Illustration tirée de Robinson Crusoé édité en 1865 par Groombridge and Sons edition
Illustration tirée de Robinson Crusoé édité en 1865 par Groombridge and Sons edition

À l’origine, il y a une histoire vraie, celle du marin écossais Alexander Selkirk, qui vécut 5 ans sur une île déserte du Pacifique, entre 1704 et 1709. Il raconta son histoire au journaliste Richard Steele et c’est ce récit qui inspira le romancier anglais Daniel Defoe pour son Robinson Crusoé, paru en 1719. En guise de double hommage à la réalité et à la fiction, le gouvernement chilien décida en 1966 de rebaptiser deux des îles de l’archipel Juan Fernández, où avait échoué le marin écossais, île Alejandro Selkirk et île Robinson Crusoé.

Robinson Crusoé est à ce point devenu un classique de la littérature qu’il est l’une de ces œuvres que tout le monde connaît, sans forcément avoir lu le texte original.
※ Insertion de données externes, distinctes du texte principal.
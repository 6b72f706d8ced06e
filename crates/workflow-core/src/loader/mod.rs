//! Workflow discovery, YAML parsing, and validation (§4.1, §6).

mod def;
mod validator;

pub use def::{
    BackoffOverride, ComputedFieldSource, ErrorHandling, ErrorStrategy, ExecutionContext, OpName,
    Step, StepBody, SubAgentTask, WorkflowConfig, WorkflowDef,
};
pub use validator::ValidationOutcome;

use std::path::{Path as FsPath, PathBuf};

use tracing::{debug, warn};

use crate::error::{EngineError, Result};
use crate::expr::parse_expression;

/// Search order per §6: project directory first, then home directory, at
/// `<dir>/.aromcp/workflows/<ns>:<id>.yaml`.
pub fn discover(name: &str, project_dir: Option<&str>, home_dir: Option<&str>) -> Option<PathBuf> {
    for base in [project_dir, home_dir].into_iter().flatten() {
        let candidate = FsPath::new(base).join(".aromcp/workflows").join(format!("{name}.yaml"));
        debug!(path = %candidate.display(), "probing workflow discovery path");
        if candidate.exists() {
            return Some(candidate);
        }
    }
    None
}

/// Load and validate a workflow definition by name, searching the
/// configured discovery directories.
pub fn load_workflow(name: &str, project_dir: Option<&str>, home_dir: Option<&str>) -> Result<(WorkflowDef, ValidationOutcome)> {
    let path = discover(name, project_dir, home_dir)
        .ok_or_else(|| EngineError::NotFound(format!("workflow '{name}' not found in discovery directories")))?;
    debug!(path = %path.display(), "loading workflow file");
    let data = std::fs::read_to_string(&path)?;
    parse_workflow(&data)
}

/// Parse and validate a workflow definition from raw YAML bytes. Never
/// partially loads: on validation failure every violation is returned
/// together (§4.1).
pub fn parse_workflow(data: &str) -> Result<(WorkflowDef, ValidationOutcome)> {
    let file: def::WorkflowFile = serde_yaml::from_str(data)
        .map_err(|e| EngineError::Validation(crate::error::ValidationFailure {
            issues: vec![crate::error::ValidationIssue {
                location: "/".to_string(),
                message: format!("YAML parse error: {e}"),
            }],
        }))?;

    let outcome = validator::validate(&file).map_err(EngineError::Validation)?;
    for warning in &outcome.warnings {
        warn!(workflow = %file.name, "{warning}");
    }

    let computed_fields = file
        .state_schema
        .computed
        .iter()
        .map(|(name, field)| {
            let transform = parse_expression(&field.transform)?;
            Ok(ComputedFieldSource {
                name: name.clone(),
                dependencies: field.dependencies.clone(),
                transform_src: field.transform.clone(),
                transform,
                error_policy: field.error_policy.into(),
                fallback: field.fallback.clone(),
            })
        })
        .collect::<Result<Vec<_>>>()?;

    // Acyclicity is checked at construction time; build once here so a bad
    // definition is rejected at load time rather than at first instance.
    let def = WorkflowDef {
        name: file.name.clone(),
        description: file.description.clone(),
        version: file.version.clone(),
        config: file.config.clone(),
        default_state: file.default_state.state.clone(),
        inputs_schema: file.inputs.clone(),
        steps: file.steps.clone(),
        sub_agent_tasks: file
            .sub_agent_tasks
            .iter()
            .map(|(name, task)| {
                (
                    name.clone(),
                    SubAgentTask {
                        id: name.clone(),
                        steps: task.steps.clone(),
                    },
                )
            })
            .collect(),
        computed_fields,
    };
    def.build_computed_graph()?;

    debug!(workflow = %def.name, version = %def.version, step_count = def.steps.len(), "workflow loaded and validated");

    Ok((def, outcome))
}
// Copyright (c) 2025 Steve Wagner (ciroque@live.com)
// SPDX-License-Identifier: MIT

pub mod stats;
pub mod summary;
pub mod transcript_output;
pub mod word_frequency;

pub use stats::StatsModule;
pub use summary::SummaryModule;
pub use transcript_output::TranscriptOutputModule;
pub use word_frequency::WordFrequencyModule;

use serde_json::Value;

use crate::context::PipelineContext;
use crate::traits::ArtifactOutput;

/// Write `bytes` under the context's output directory, creating parents.
pub(crate) async fn write_artifact(
    context: &PipelineContext,
    relative_path: &str,
    bytes: &[u8],
) -> Result<ArtifactOutput, String> {
    let path = context.output_dir().join(relative_path);
    if let Some(parent) = path.parent() {
        tokio::fs::create_dir_all(parent)
            .await
            .map_err(|e| format!("Failed to create {}: {}", parent.display(), e))?;
    }
    tokio::fs::write(&path, bytes)
        .await
        .map_err(|e| format!("Failed to write {}: {}", path.display(), e))?;
    Ok(ArtifactOutput::new(relative_path))
}

pub(crate) async fn write_json_artifact(
    context: &PipelineContext,
    relative_path: &str,
    value: &Value,
) -> Result<ArtifactOutput, String> {
    let bytes = serde_json::to_vec_pretty(value)
        .map_err(|e| format!("Failed to serialize {}: {}", relative_path, e))?;
    write_artifact(context, relative_path, &bytes).await
}

/// Lower-cased alphanumeric tokens of a piece of text.
pub(crate) fn tokenize(text: &str) -> impl Iterator<Item = String> + '_ {
    text.split_whitespace().filter_map(|word| {
        let normalized: String = word
            .chars()
            .filter(|c| c.is_alphanumeric())
            .collect::<String>()
            .to_lowercase();
        (!normalized.is_empty()).then_some(normalized)
    })
}

#[cfg(test)]
pub(crate) mod test_support {
    use crate::context::PipelineContext;
    use crate::transcript::{CanonicalTranscript, Segment};
    use std::collections::BTreeMap;
    use std::path::Path;
    use std::sync::Arc;

    pub fn context_in(output_dir: &Path) -> Arc<PipelineContext> {
        let transcript = CanonicalTranscript::from_segments(
            vec![
                Segment::new(Some("SPEAKER_00"), "Welcome back to the show.").with_timing(0.0, 2.5),
                Segment::new(Some("SPEAKER_01"), "Thanks, it is great to be back.")
                    .with_timing(2.5, 5.0),
                Segment::new(Some("SPEAKER_00"), "Let us get back to the data.")
                    .with_timing(5.0, 8.0),
            ],
            BTreeMap::from([("SPEAKER_00".to_string(), "Host".to_string())]),
        );
        Arc::new(PipelineContext::new(
            "/transcripts/episode_12.json",
            transcript,
            output_dir,
        ))
    }
}
// Copyright (c) 2025 Steve Wagner (ciroque@live.com)
// SPDX-License-Identifier: MIT

//! Dependency-aware parallel executor.
//!
//! A module is dispatched only after every one of its dependencies has
//! completed, whether by executing in this run or by being reused from the
//! cache. At most `max_workers` modules execute at once. A module that fails
//! or panics is recorded and the run keeps going; anything that transitively
//! depends on it never becomes ready and is reported as a dependency
//! deadlock once nothing else can make progress.
//!
//! # Scheduling
//!
//! The scheduling loop owns all bookkeeping (pending, running, completed), so
//! no locks are needed around it. Workers live in a `JoinSet`; a `Semaphore`
//! caps how many of them run a module at once. Each module body runs in its
//! own spawned task so a panic surfaces as a `JoinError` for that module
//! instead of tearing down the loop.
//!
//! Readiness is recomputed after each completion, and after hooks for that
//! completion have run, so a dependent never starts before the dependency's
//! bookkeeping is persisted.

use async_trait::async_trait;
use std::any::Any;
use std::collections::{BTreeSet, HashSet};
use std::sync::Arc;
use std::time::{Duration, Instant};
use tokio::sync::Semaphore;
use tokio::task::JoinSet;

use crate::config::consts::DEFAULT_MAX_WORKERS;
use crate::context::PipelineContext;
use crate::engine::RunReport;
use crate::errors::{ModuleError, ModuleErrorKind};
use crate::observability::messages::engine::{
    ExecutionCompleted, ExecutionStarted, ModuleCompleted, ModuleDeadlocked, ModuleFailed,
    ModuleReused, ModuleStarted,
};
use crate::observability::messages::StructuredLog;
use crate::registry::{ExecutionPlan, ModuleDescriptor};
use crate::traits::{ExecutionHooks, ModuleDisposition, ModuleExecutor, ModuleResult};

/// What a worker hands back to the scheduling loop.
struct Completion {
    module: String,
    result: ModuleResult,
    duration: Duration,
}

#[derive(Debug, Clone)]
pub struct ParallelExecutor {
    max_workers: usize,
}

impl Default for ParallelExecutor {
    fn default() -> Self {
        Self::new(DEFAULT_MAX_WORKERS)
    }
}

impl ParallelExecutor {
    /// `max_workers` below one is raised to one.
    pub fn new(max_workers: usize) -> Self {
        Self {
            max_workers: max_workers.max(1),
        }
    }

    pub fn max_workers(&self) -> usize {
        self.max_workers
    }

    fn spawn_module(
        workers: &mut JoinSet<Completion>,
        permits: &Arc<Semaphore>,
        descriptor: Arc<ModuleDescriptor>,
        context: Arc<PipelineContext>,
    ) {
        let permits = Arc::clone(permits);
        workers.spawn(async move {
            // The semaphore is never closed, so acquiring only waits.
            let _permit = permits.acquire_owned().await.ok();
            ModuleStarted {
                module: &descriptor.name,
            }
            .log();

            let started = Instant::now();
            let module = Arc::clone(&descriptor.entry_point);
            let result = match tokio::spawn(async move { module.run(context).await }).await {
                Ok(result) => result,
                Err(join_error) if join_error.is_panic() => {
                    ModuleResult::failure(panic_message(join_error.into_panic()))
                }
                Err(join_error) => ModuleResult::failure(join_error.to_string()),
            };

            Completion {
                module: descriptor.name.clone(),
                result,
                duration: started.elapsed(),
            }
        });
    }
}

fn panic_message(payload: Box<dyn Any + Send>) -> String {
    let detail = payload
        .downcast_ref::<&str>()
        .map(|s| s.to_string())
        .or_else(|| payload.downcast_ref::<String>().cloned())
        .unwrap_or_else(|| "unknown panic payload".to_string());
    format!("module panicked: {}", detail)
}

fn log_error(error: &ModuleError) {
    match &error.kind {
        ModuleErrorKind::DependencyDeadlock { unmet } => ModuleDeadlocked {
            module: &error.module,
            unmet,
        }
        .log(),
        kind => ModuleFailed {
            module: &error.module,
            error: kind,
        }
        .log(),
    }
}

#[async_trait]
impl ModuleExecutor for ParallelExecutor {
    async fn execute_with_hooks(
        &self,
        plan: &ExecutionPlan,
        context: Arc<PipelineContext>,
        hooks: &dyn ExecutionHooks,
    ) -> RunReport {
        let started = Instant::now();
        ExecutionStarted {
            module_count: plan.len(),
            max_workers: self.max_workers,
        }
        .log();

        let mut report = RunReport::new(plan.order().to_vec());
        let permits = Arc::new(Semaphore::new(self.max_workers));
        let mut workers: JoinSet<Completion> = JoinSet::new();

        // Pending modules keep plan order so dispatch is deterministic.
        let mut pending: Vec<String> = plan.order().to_vec();
        let mut running: BTreeSet<String> = BTreeSet::new();
        let mut completed: HashSet<String> = HashSet::new();

        loop {
            // === DISPATCH ===
            // Reused modules complete instantly and may unlock more modules,
            // so keep scanning until a pass dispatches nothing new.
            loop {
                let ready: Vec<String> = pending
                    .iter()
                    .filter(|module| plan.dependencies_of(module).all(|d| completed.contains(d)))
                    .cloned()
                    .collect();
                if ready.is_empty() {
                    break;
                }
                pending.retain(|module| !ready.contains(module));

                let mut reused_any = false;
                for module in ready {
                    let Some(descriptor) = plan.descriptor(&module).cloned() else {
                        continue;
                    };
                    match hooks.before_module(&descriptor).await {
                        Ok(ModuleDisposition::Execute) => {
                            running.insert(module);
                            Self::spawn_module(
                                &mut workers,
                                &permits,
                                descriptor,
                                Arc::clone(&context),
                            );
                        }
                        Ok(ModuleDisposition::Reuse { payload }) => {
                            if let Some(payload) = payload {
                                context.store_analysis_result(&module, payload);
                            }
                            ModuleReused { module: &module }.log();
                            completed.insert(module.clone());
                            report.modules_reused.push(module);
                            reused_any = true;
                        }
                        Err(e) => {
                            let error = ModuleError::new(
                                module,
                                ModuleErrorKind::Persistence {
                                    message: e.to_string(),
                                },
                            );
                            log_error(&error);
                            report.errors.push(error);
                        }
                    }
                }
                if !reused_any {
                    break;
                }
            }

            // === COLLECT ===
            let Some(joined) = workers.join_next().await else {
                break;
            };
            let completion = match joined {
                Ok(completion) => completion,
                Err(join_error) => {
                    // Workers catch module panics themselves; this only fires
                    // if the worker wrapper itself was lost.
                    tracing::error!(error = %join_error, "Worker task lost");
                    continue;
                }
            };

            running.remove(&completion.module);
            let Some(descriptor) = plan.descriptor(&completion.module) else {
                continue;
            };
            let recorded = hooks
                .after_module(descriptor, &completion.result, completion.duration)
                .await;

            match (completion.result, recorded) {
                (ModuleResult::Success(output), Ok(())) => {
                    context.store_analysis_result(&completion.module, output.payload);
                    ModuleCompleted {
                        module: &completion.module,
                        duration: completion.duration,
                    }
                    .log();
                    completed.insert(completion.module.clone());
                    report.modules_run.push(completion.module);
                }
                (ModuleResult::Success(_), Err(e)) => {
                    let error = ModuleError::new(
                        completion.module,
                        ModuleErrorKind::Persistence {
                            message: e.to_string(),
                        },
                    );
                    log_error(&error);
                    report.errors.push(error);
                }
                (ModuleResult::Failure { message }, recorded) => {
                    if let Err(e) = recorded {
                        tracing::warn!(module = %completion.module, error = %e, "Failed to record module failure");
                    }
                    let error = ModuleError::execution(completion.module, message);
                    log_error(&error);
                    report.errors.push(error);
                }
            }
        }

        // === SETTLE ===
        for module in running {
            let error = ModuleError::execution(module, "worker task was lost before completion");
            log_error(&error);
            report.errors.push(error);
        }
        for module in pending {
            let unmet: Vec<String> = plan
                .dependencies_of(&module)
                .filter(|d| !completed.contains(*d))
                .cloned()
                .collect();
            let error = ModuleError::new(module, ModuleErrorKind::DependencyDeadlock { unmet });
            log_error(&error);
            report.errors.push(error);
        }

        report.duration = started.elapsed();
        ExecutionCompleted {
            modules_run: report.modules_run.len(),
            modules_reused: report.modules_reused.len(),
            errors: report.errors.len(),
            duration: report.duration,
        }
        .log();
        report
    }
}
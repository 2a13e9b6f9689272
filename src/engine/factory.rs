// Copyright (c) 2025 Steve Wagner (ciroque@live.com)
// SPDX-License-Identifier: MIT

use crate::config::PipelineConfig;
use crate::engine::parallel::ParallelExecutor;
use crate::traits::ModuleExecutor;

/// Factory for creating module executors from configuration
pub struct ExecutorFactory;

impl ExecutorFactory {
    /// Create a module executor sized by the configured worker count
    pub fn from_config(cfg: &PipelineConfig) -> Box<dyn ModuleExecutor> {
        Box::new(ParallelExecutor::new(cfg.executor.max_workers))
    }
}

#[cfg(test)]
mod tests {
    use super::*;
    use crate::backends::local::modules::test_support::context_in;
    use crate::backends::local::LocalModuleFactory;

    #[tokio::test]
    async fn test_factory_executor_runs_builtin_plan() {
        let mut cfg = PipelineConfig::default();
        cfg.executor.max_workers = 1;
        let executor = ExecutorFactory::from_config(&cfg);

        let dir = tempfile::TempDir::new().unwrap();
        let registry = LocalModuleFactory::builtin_registry().unwrap();
        let plan = registry.resolve(["summary"]).unwrap();

        let report = executor.execute(&plan, context_in(dir.path())).await;
        assert!(report.is_success(), "errors: {:?}", report.errors);
        assert_eq!(report.modules_run.len(), 3);
    }
}
// Copyright (c) 2025 Steve Wagner (ciroque@live.com)
// SPDX-License-Identifier: MIT

use serde::{Deserialize, Serialize};
use std::collections::BTreeSet;
use std::fmt;
use std::sync::Arc;

use crate::traits::AnalysisModule;

/// Rough cost class of a module.
#[derive(Debug, Clone, Copy, PartialEq, Eq, Hash, Serialize, Deserialize)]
#[serde(rename_all = "lowercase")]
pub enum ModuleCategory {
    Light,
    Medium,
    Heavy,
}

/// How reproducible a module's output is.
///
/// `T0` is fully deterministic, `T1` deterministic up to a fixed seed or
/// model version. `T2` output varies between runs and is never reused from
/// the cache.
#[derive(Debug, Clone, Copy, PartialEq, Eq, Hash, Serialize, Deserialize)]
pub enum DeterminismTier {
    T0,
    T1,
    T2,
}

impl DeterminismTier {
    pub fn is_cacheable(&self) -> bool {
        !matches!(self, DeterminismTier::T2)
    }
}

/// Static metadata for one analysis module plus the module itself.
#[derive(Clone)]
pub struct ModuleDescriptor {
    pub name: String,
    pub description: String,
    pub category: ModuleCategory,
    pub dependencies: BTreeSet<String>,
    pub determinism_tier: DeterminismTier,
    pub version: String,
    pub entry_point: Arc<dyn AnalysisModule>,
}

impl ModuleDescriptor {
    /// A light, deterministic, version "1" module with no dependencies.
    pub fn new(name: impl Into<String>, entry_point: Arc<dyn AnalysisModule>) -> Self {
        Self {
            name: name.into(),
            description: String::new(),
            category: ModuleCategory::Light,
            dependencies: BTreeSet::new(),
            determinism_tier: DeterminismTier::T0,
            version: "1".to_string(),
            entry_point,
        }
    }

    pub fn with_description(mut self, description: impl Into<String>) -> Self {
        self.description = description.into();
        self
    }

    pub fn with_category(mut self, category: ModuleCategory) -> Self {
        self.category = category;
        self
    }

    pub fn with_dependencies<I, S>(mut self, dependencies: I) -> Self
    where
        I: IntoIterator<Item = S>,
        S: Into<String>,
    {
        self.dependencies = dependencies.into_iter().map(Into::into).collect();
        self
    }

    pub fn with_tier(mut self, tier: DeterminismTier) -> Self {
        self.determinism_tier = tier;
        self
    }

    pub fn with_version(mut self, version: impl Into<String>) -> Self {
        self.version = version.into();
        self
    }

    pub fn is_cacheable(&self) -> bool {
        self.determinism_tier.is_cacheable()
    }
}

impl fmt::Debug for ModuleDescriptor {
    fn fmt(&self, f: &mut fmt::Formatter<'_>) -> fmt::Result {
        f.debug_struct("ModuleDescriptor")
            .field("name", &self.name)
            .field("category", &self.category)
            .field("dependencies", &self.dependencies)
            .field("determinism_tier", &self.determinism_tier)
            .field("version", &self.version)
            .field("entry_point", &self.entry_point.name())
            .finish()
    }
}
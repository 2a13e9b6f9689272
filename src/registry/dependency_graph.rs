// Copyright (c) 2025 Steve Wagner (ciroque@live.com)
// SPDX-License-Identifier: MIT

use std::collections::{BTreeMap, BTreeSet, VecDeque};

use crate::registry::ModuleDescriptor;

/// Newtype wrapper for a module dependency graph.
///
/// Maps each module to the modules that depend on it (its dependents).
/// Ordered collections keep every traversal deterministic.
#[derive(Debug, Clone, Default, PartialEq, Eq)]
pub struct DependencyGraph(pub BTreeMap<String, BTreeSet<String>>);

impl DependencyGraph {
    /// Create a new empty dependency graph
    pub fn new() -> Self {
        Self(BTreeMap::new())
    }

    /// Build the graph for a set of descriptors
    pub fn from_descriptors<'a, I>(descriptors: I) -> Self
    where
        I: IntoIterator<Item = &'a ModuleDescriptor>,
    {
        let mut graph = Self::new();
        for descriptor in descriptors {
            graph.add_module(descriptor.name.clone());
            for dependency in &descriptor.dependencies {
                graph.add_dependency(dependency, &descriptor.name);
            }
        }
        graph
    }

    /// Add a module with no edges (no-op if already present)
    pub fn add_module(&mut self, module: impl Into<String>) {
        self.0.entry(module.into()).or_default();
    }

    /// Record that `dependent` depends on `dependency`
    pub fn add_dependency(&mut self, dependency: &str, dependent: &str) {
        self.add_module(dependent);
        self.0
            .entry(dependency.to_string())
            .or_default()
            .insert(dependent.to_string());
    }

    /// Get dependents for a module
    pub fn get_dependents(&self, module: &str) -> Option<&BTreeSet<String>> {
        self.0.get(module)
    }

    /// Get all module names in the graph
    pub fn keys(&self) -> impl Iterator<Item = &String> {
        self.0.keys()
    }

    pub fn len(&self) -> usize {
        self.0.len()
    }

    pub fn is_empty(&self) -> bool {
        self.0.is_empty()
    }

    /// Invert the graph: module -> the modules it depends on
    pub fn build_reverse_dependencies(&self) -> BTreeMap<String, BTreeSet<String>> {
        let mut reverse: BTreeMap<String, BTreeSet<String>> =
            self.0.keys().map(|k| (k.clone(), BTreeSet::new())).collect();
        for (dependency, dependents) in &self.0 {
            for dependent in dependents {
                reverse
                    .entry(dependent.clone())
                    .or_default()
                    .insert(dependency.clone());
            }
        }
        reverse
    }

    /// Kahn's algorithm with a lexicographically ordered ready set.
    ///
    /// Among modules whose dependencies are all placed, the smallest name is
    /// always placed next, so the order is a pure function of the graph.
    /// On a cycle, returns the sorted names of every module on a cycle.
    pub fn topological_order(&self) -> Result<Vec<String>, Vec<String>> {
        let reverse = self.build_reverse_dependencies();
        let mut in_degree: BTreeMap<&str, usize> = reverse
            .iter()
            .map(|(module, dependencies)| (module.as_str(), dependencies.len()))
            .collect();
        let mut ready: BTreeSet<&str> = in_degree
            .iter()
            .filter(|(_, degree)| **degree == 0)
            .map(|(module, _)| *module)
            .collect();

        let mut order = Vec::with_capacity(in_degree.len());
        while let Some(next) = ready.pop_first() {
            order.push(next.to_string());
            if let Some(dependents) = self.0.get(next) {
                for dependent in dependents {
                    if let Some(degree) = in_degree.get_mut(dependent.as_str()) {
                        *degree -= 1;
                        if *degree == 0 {
                            ready.insert(dependent.as_str());
                        }
                    }
                }
            }
        }

        if order.len() == in_degree.len() {
            return Ok(order);
        }

        let unplaced: BTreeSet<&str> = in_degree
            .iter()
            .filter(|(_, degree)| **degree > 0)
            .map(|(module, _)| *module)
            .collect();
        Err(self.cycle_members(&unplaced))
    }

    /// Modules in `candidates` that can reach themselves without leaving
    /// `candidates`. Modules that merely sit downstream of a cycle are dropped.
    fn cycle_members(&self, candidates: &BTreeSet<&str>) -> Vec<String> {
        candidates
            .iter()
            .filter(|start| {
                let mut seen = BTreeSet::new();
                let mut queue: VecDeque<&str> = VecDeque::from([**start]);
                while let Some(current) = queue.pop_front() {
                    let Some(dependents) = self.0.get(current) else {
                        continue;
                    };
                    for dependent in dependents {
                        let dependent = dependent.as_str();
                        if dependent == **start {
                            return true;
                        }
                        if candidates.contains(dependent) && seen.insert(dependent) {
                            queue.push_back(dependent);
                        }
                    }
                }
                false
            })
            .map(|module| module.to_string())
            .collect()
    }

    /// Group modules into levels: every module's dependencies sit in earlier
    /// levels, and each level is sorted. Modules on a cycle are left out.
    pub fn levels(&self) -> Vec<Vec<String>> {
        let reverse = self.build_reverse_dependencies();
        let mut in_degree: BTreeMap<&str, usize> = reverse
            .iter()
            .map(|(module, dependencies)| (module.as_str(), dependencies.len()))
            .collect();
        let mut current: Vec<&str> = in_degree
            .iter()
            .filter(|(_, degree)| **degree == 0)
            .map(|(module, _)| *module)
            .collect();

        let mut levels = Vec::new();
        while !current.is_empty() {
            let mut next = BTreeSet::new();
            for module in &current {
                if let Some(dependents) = self.0.get(*module) {
                    for dependent in dependents {
                        if let Some(degree) = in_degree.get_mut(dependent.as_str()) {
                            *degree -= 1;
                            if *degree == 0 {
                                next.insert(dependent.as_str());
                            }
                        }
                    }
                }
            }
            levels.push(current.iter().map(|m| m.to_string()).collect());
            current = next.into_iter().collect();
        }
        levels
    }
}

impl From<BTreeMap<String, BTreeSet<String>>> for DependencyGraph {
    fn from(graph: BTreeMap<String, BTreeSet<String>>) -> Self {
        Self(graph)
    }
}

impl From<DependencyGraph> for BTreeMap<String, BTreeSet<String>> {
    fn from(graph: DependencyGraph) -> Self {
        graph.0
    }
}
Robinson partage cet honneur avec d’autres romans d’aventures comme Les voyages de Gulliver de Jonathan Switft ou Ivanhoé de Walter Scott. Son influence sur la culture occidentale est vaste et il existe de nombreuses adaptations et œuvres inspirées ; du simple abrégé pour la jeunesse à des récits capables de réinventer complètement le genre de la robinsonnade et qui ne relèvent pas toujours du domaine de la littérature.

Pourquoi Robinson Crusoé nous fascine-t-il autant ?

Le roman est extrêmement simple à résumer. Un Britannique participant à une expédition maritime dans le Nouveau Monde se retrouve le seul survivant, suite à une tempête et à un naufrage sur une île déserte. Grâce aux outils et matériaux récupérés sur l’épave du navire, aux ressources naturelles de l’île et à son ingéniosité, il parvient à survivre durant près de trois décennies. Après de nombreuses années de solitude, il recueille un indigène qu’il sauve des cannibales, nomme Vendredi et converti à la religion chrétienne et à la civilisation occidentale, avant d’être finalement secouru. Dans le dessein de Daniel Defoe, Robinson est avant tout une ode protestante à la force de volonté qui permet à l’être humain de venir à bout de la nature la plus hostile.

Les enjeux du roman ne sont moins dans le qu’est-ce qui arrive ? que dans le comment est-ce que cela arrive ? Comment Robinson parvient-il à organiser son existence pour survivre ? Au-delà des seules contraintes matérielles, comment surtout est-il capable d’affronter la solitude et résister à la folie ? L’homme est un être social et Robinson se voit amputé de toute possibilité d’interaction avec ses semblables. Sa survie est avant tout contre lui-même, contre la tentation du désespoir et du retour à la sauvagerie.

Ce mot, sauvage, est à prendre avec toutes les précautions nécessaires. Robinson Crusoé est un roman du XVIIIe siècle et la relation entre Robinson et Vendredi reste celle du maître et du serviteur, de la bonne morale chrétienne ayant pour mission d’éduquer l’ignorant, païen et indigène. Pour autant, c’est en s’accrochant, peut-être désespérément et stupidement, à sa civilisation, que Robinson parvient à survivre. Gilles Deleuze le souligne dans un article rédigé dans les années 1950, Causes et raisons des îles désertes : « Ce n’est plus l’île qui est séparée du continent, c’est l’homme qui se trouve séparé du monde en étant sur l’île. Ce n’est plus l’île qui se crée du monde de la terre à travers les eaux, c’est l’homme qui recrée le monde à partir de l’île et sur les eaux. » Pour assurer sa survie, Robinson doit se repenser en tant qu’individu, mais aussi repenser et remodeler à son image l’environnement vierge dans lequel il s’est retrouvé par la force du destin.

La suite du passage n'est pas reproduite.